Teaching Teens About Temptation

 

A few days ago I got to speak to the teens in our church about temptation. Temptation comes to ALL of us. There are many temptations that teens face: “fooling around,” internet pornography, peer pressure, tearing down others to make yourself look cool, drugs and alcohol, smarting off to parents, self-righteousness among the holier-than-thou churchy teens, etc. I confessed to our teens a particular temptation I gave in to over and over again while in High School, cheating. I remember the day before our Freshman English mid-term. The teacher was reviewing and telling us how to study. She wanted to make one final appeal for us to take the test seriously, so she held the exam up and said, “This is your exam right here in my hand. It’s got a lot of things on it, so you need to study hard tonight and be ready to take it tomorrow.” She quickly put the test into a drawer in her desk as she said, “There’s a few minutes left in class so turn around and start reviewing in groups.” The guys in my group made me an offer (a temptation) that I could not refuse. The plot was hatched. When the teacher began to help another group we quickly undid the latch that locked the outside windows. When the bell rang, everyone got up to go to lunch and the teacher locked the door to her room.

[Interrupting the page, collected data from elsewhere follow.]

//! Ingredient catalog reducer.
//!
//! Fetches the catalog once and keeps the loading flag raised until a fetch
//! succeeds: the application never renders a half-loaded catalog.

use crate::actions::AppAction;
use crate::environment::AppEnvironment;
use crate::events::{self, AppEvent};
use crate::providers::{BurgerApi, TokenStore};
use crate::state::AppState;
use stellar_burgers_core::effect::Effect;
use stellar_burgers_core::reducer::Reducer;
use stellar_burgers_core::{SmallVec, smallvec};

/// Catalog reducer.
#[derive(Debug, Clone)]
pub struct CatalogReducer<A, T> {
    _phantom: std::marker::PhantomData<(A, T)>,
}

impl<A, T> CatalogReducer<A, T> {
    /// Create a new catalog reducer.
    #[must_use]
    pub const fn new() -> Self {
        Self {
            _phantom: std::marker::PhantomData,
        }
    }
}

impl<A, T> Default for CatalogReducer<A, T> {
    fn default() -> Self {
        Self::new()
    }
}

impl<A, T> Reducer for CatalogReducer<A, T>
where
    A: BurgerApi + Clone + 'static,
    T: TokenStore + Clone + 'static,
{
    type State = AppState;
    type Action = AppAction;
    type Environment = AppEnvironment<A, T>;

    fn reduce(
        &self,
        state: &mut Self::State,
        action: Self::Action,
        env: &Self::Environment,
    ) -> SmallVec<[Effect<Self::Action>; 4]> {
        match action {
            AppAction::FetchIngredients => {
                state.catalog.is_loading = true;
                state.catalog.error = None;

                let api = env.api.clone();
                smallvec![Effect::Future(Box::pin(async move {
                    match api.fetch_ingredients().await {
                        Ok(ingredients) => Some(AppAction::IngredientsLoaded { ingredients }),
                        Err(error) => {
                            tracing::warn!(%error, "catalog fetch failed");
                            Some(AppAction::IngredientsFailed {
                                message: error.to_string(),
                            })
                        },
                    }
                }))]
            },

            AppAction::IngredientsLoaded { ingredients } => {
                state.catalog.is_loading = false;
                state.catalog.error = None;
                state.catalog.ingredients = ingredients;

                smallvec![events::publish(
                    &env.event_bus,
                    AppEvent::IngredientsLoaded {
                        count: state.catalog.ingredients.len(),
                    },
                    env.clock.now(),
                )]
            },

            AppAction::IngredientsFailed { message } => {
                // Loading stays raised: no half-loaded catalog is ever shown.
                state.catalog.error = Some(message.clone());

                smallvec![events::publish(
                    &env.event_bus,
                    AppEvent::IngredientsFailed { message },
                    env.clock.now(),
                )]
            },

            // Other actions are not handled by this reducer
            _ => smallvec![Effect::None],
        }
    }
}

After a few minutes we went around the outside of the building, hoisted a guy on our shoulders who opened the window to the classroom and climbed down into the English classroom. He got the test out of the drawer, and we went to make copies of it in the library. The next day we aced the test…

Temptation comes to everyone! In fact, the Bible even tells us that temptation came to King Jesus (Heb. 4:15). He is able to sympathize with us because He was tempted too. Yet, there is one difference between us and the King. He never gave into the temptation (in the context of the stories the Gospel writers are showing us that Jesus succeeded where Adam and Israel failed, and of course where we fail as well). We have given in. Because of that difference, when many Bible teachers come to the story of Jesus’ temptation at the hands of Satan in Matthew and Luke 4, they teach it as if Jesus is our example in how to overcome temptation. How? You beat temptation by hiding God’s Word in your heart so that you don’t sin (cf. Psa. 119:11). Jesus did a good job in AWANA’s as a child and did His scripture memory so that he was able to use the Bible to fight off sin. So, you need to learn the Bible and then you can fight off temptation and sin. But, that’s not the way we are intended to teach the story of Jesus’ temptation. Two reasons: 1) We haven’t hidden God’s Word in our hearts, and we have sinned against him, so we are already guilty before God and under judgment. 2) We CAN’T perfectly hide God’s Word in our hearts and keep from sinning! We have a major problem, and the Bible tells us that the wages of giving into temptation are death and Hell (cf. Mark 9:42-48).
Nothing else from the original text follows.